What the task asks ▸ Your answer should be every line of the records that contains the word "stored".

(Dataset records)
++++
//! In-memory reference store.
//!
//! [`MemoryStore`] hashes each node's canonical serialisation with BLAKE3
//! and keeps an append-only log of everything ever saved. The handle is
//! cheap to clone and clones share state, so multiple replicas in one
//! process can gossip through a single store.
//!
//! `delete` is advisory reclamation: the entry is marked reclaimed (visible
//! through [`MemoryStore::live_len`] and [`MemoryStore::is_reclaimed`]) but
//! `find` keeps serving it from the log. Two replicas with identical loose
//! ends synthesise hash-identical Aggregates, so a hard delete by one would
//! dangle a digest the other has already published. Re-saving a reclaimed
//! hash revives it.

use std::collections::{HashMap, HashSet};
use std::sync::{Arc, Mutex, MutexGuard, PoisonError};

use tracing::trace;

use crate::canonical::canonical_node_form;
use crate::hash::Hash;
use crate::node::Node;
use crate::storage::{Storage, StorageError};

#[derive(Debug, Default)]
struct Inner {
    /// Save order, append-only. Diagnostic.
    log: Vec<Hash>,
    /// Every node ever saved, keyed by its label.
    nodes: HashMap<Hash, Node>,
    /// Labels whose mappings have been reclaimed by `delete`.
    reclaimed: HashSet<Hash>,
}

/// Shared-handle in-memory content-addressed store.
#[derive(Debug, Clone, Default)]
pub struct MemoryStore {
    inner: Arc<Mutex<Inner>>,
}

impl MemoryStore {
    /// Create an empty store.
    #[must_use]
    pub fn new() -> Self {
        Self::default()
    }

    /// Number of distinct nodes ever saved (reclaimed entries included).
    #[must_use]
    pub fn len(&self) -> usize {
        self.lock().nodes.len()
    }

    /// Returns `true` if nothing has ever been saved.
    #[must_use]
    pub fn is_empty(&self) -> bool {
        self.lock().nodes.is_empty()
    }

    /// Number of nodes saved and not currently reclaimed.
    #[must_use]
    pub fn live_len(&self) -> usize {
        let inner = self.lock();
        inner.nodes.len() - inner.reclaimed.len()
    }

    /// Returns `true` if `hash` has been saved (reclaimed or not).
    #[must_use]
    pub fn contains(&self, hash: &Hash) -> bool {
        self.lock().nodes.contains_key(hash)
    }

    /// Returns `true` if `hash` is currently reclaimed.
    #[must_use]
    pub fn is_reclaimed(&self, hash: &Hash) -> bool {
        self.lock().reclaimed.contains(hash)
    }

    fn lock(&self) -> MutexGuard<'_, Inner> {
        // A poisoned lock means another panic is already unwinding; keep
        // the data rather than double-panicking.
        self.inner.lock().unwrap_or_else(PoisonError::into_inner)
    }
}

impl Storage for MemoryStore {
    fn save(&self, node: &Node, tree: Option<&str>) -> Result<Hash, StorageError> {
        let form = canonical_node_form(node)?;
        let digest = blake3::hash(form.as_bytes());
        let hash = Hash::from(format!("blake3:{digest}"));

        let mut inner = self.lock();
        if inner.nodes.contains_key(&hash) {
            // Identical content: same label. A re-save revives a reclaimed
            // mapping.
            inner.reclaimed.remove(&hash);
            return Ok(hash);
        }

        let mut stored = node.clone();
        stored.hash = hash.clone();
        inner.log.push(hash.clone());
        inner.nodes.insert(hash.clone(), stored);
        trace!(
            tree = tree.unwrap_or("-"),
            hash = hash.short(),
            "saved node"
        );
        Ok(hash)
    }

    fn find(&self, hash: &Hash, _tree: Option<&str>) -> Result<Node, StorageError> {
        self.lock()
            .nodes
            .get(hash)
            .cloned()
            .ok_or_else(|| StorageError::NotFound { hash: hash.clone() })
    }

    fn delete(&self, hash: &Hash, tree: Option<&str>) -> Result<(), StorageError> {
        let mut inner = self.lock();
        if inner.nodes.contains_key(hash) {
            inner.reclaimed.insert(hash.clone());
            trace!(
                tree = tree.unwrap_or("-"),
                hash = hash.short(),
                "reclaimed node"
            );
        }
        Ok(())
    }
}

// ---------------------------------------------------------------------------
// Tests
// ---------------------------------------------------------------------------

#[cfg(test)]
mod tests {
    use super::*;

    #[test]
    fn save_stamps_a_blake3_label() {
        let store = MemoryStore::new();
        let node = Node::content(b"hello".to_vec(), None);
        let hash = store.save(&node, None).expect("save");
        assert!(hash.as_str().starts_with("blake3:"));
        assert!(hash.is_set());
    }

    #[test]
    fn same_content_same_label() {
        let store = MemoryStore::new();
        let node = Node::content(b"hello".to_vec(), None);
        let first = store.save(&node, None).expect("save");
        let second = store.save(&node, None).expect("save");
        assert_eq!(first, second);
        assert_eq!(store.len(), 1);
    }

    #[test]
    fn label_ignores_prior_stamp() {
        let store = MemoryStore::new();
        let node = Node::content(b"hello".to_vec(), None);
        let hash = store.save(&node, None).expect("save");

        let mut stamped = node.clone();
        stamped.hash = hash.clone();
        let restamped = store.save(&stamped, None).expect("save");
        assert_eq!(hash, restamped);
    }

    #[test]
    fn different_payload_different_label() {
        let store = MemoryStore::new();
        let a = store
            .save(&Node::content(b"a".to_vec(), None), None)
            .expect("save");
        let b = store
            .save(&Node::content(b"b".to_vec(), None), None)
            .expect("save");
        assert_ne!(a, b);
    }

    #[test]
    fn predecessor_order_is_canonicalised_by_constructor() {
        let store = MemoryStore::new();
        let forward = Node::aggregate(vec![Hash::from("blake3:aa"), Hash::from("blake3:bb")]);
        let reversed = Node::aggregate(vec![Hash::from("blake3:bb"), Hash::from("blake3:aa")]);
        let first = store.save(&forward, None).expect("save");
        let second = store.save(&reversed, None).expect("save");
        assert_eq!(first, second);
    }

    #[test]
    fn find_returns_stamped_node() {
        let store = MemoryStore::new();
        let node = Node::content(b"hello".to_vec(), None);
        let hash = store.save(&node, None).expect("save");

        let found = store.find(&hash, None).expect("find");
        assert_eq!(found.hash, hash);
        assert_eq!(found.payload(), node.payload());
    }

    #[test]
    fn find_unknown_is_not_found() {
        let store = MemoryStore::new();
        let err = store
            .find(&Hash::from("blake3:missing"), None)
            .expect_err("should fail");
        assert!(matches!(err, StorageError::NotFound { .. }));
    }

    #[test]
    fn delete_is_advisory() {
        let store = MemoryStore::new();
        let node = Node::aggregate(vec![Hash::from("blake3:aa"), Hash::from("blake3:bb")]);
        let hash = store.save(&node, None).expect("save");

        store.delete(&hash, None).expect("delete");
        assert!(store.is_reclaimed(&hash));
        assert_eq!(store.live_len(), 0);

        // The mapping still resolves; held digests never dangle.
        let found = store.find(&hash, None).expect("find after delete");
        assert_eq!(found.hash, hash);
    }

    #[test]
    fn delete_of_absent_hash_is_ok() {
        let store = MemoryStore::new();
        store
            .delete(&Hash::from("blake3:missing"), None)
            .expect("delete absent");
    }

    #[test]
    fn resave_revives_reclaimed_mapping() {
        let store = MemoryStore::new();
        let node = Node::aggregate(vec![Hash::from("blake3:aa"), Hash::from("blake3:bb")]);
        let hash = store.save(&node, None).expect("save");
        store.delete(&hash, None).expect("delete");

        let revived = store.save(&node, None).expect("resave");
        assert_eq!(revived, hash);
        assert!(!store.is_reclaimed(&hash));
        assert_eq!(store.live_len(), 1);
    }

    #[test]
    fn clones_share_state() {
        let store = MemoryStore::new();
        let clone = store.clone();
        let hash = store
            .save(&Node::content(b"shared".to_vec(), None), None)
            .expect("save");
        let found = clone.find(&hash, None).expect("find through clone");
        assert_eq!(found.payload(), Some(&b"shared"[..]));
    }
}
++++
Output of the exercise ▸
        let mut stored = node.clone();
        stored.hash = hash.clone();
        inner.nodes.insert(hash.clone(), stored);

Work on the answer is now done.